- [TASK DESCRIPTION]:
Search the records for "true". Copy every line where it appears.

[Records from a dataset]
= Beginning of Section =

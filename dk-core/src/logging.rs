use tracing_subscriber::EnvFilter;
use tracing_subscriber::fmt::format::FmtSpan;

// RUST_LOG wins over the filter passed on the command line
pub fn setup(default_filter: &str) {
    let env_filter = EnvFilter::try_from_default_env().unwrap_or_else(|_| EnvFilter::new(default_filter));

    tracing_subscriber::fmt()
        .with_file(true)
        .with_line_number(true)
        .with_span_events(FmtSpan::NEW)
        .with_target(false)
        .with_env_filter(env_filter)
        .compact()
        .init();
}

= End of Section =

- [ANSWER BOX]:
        .with_file(true)
        .with_line_number(true)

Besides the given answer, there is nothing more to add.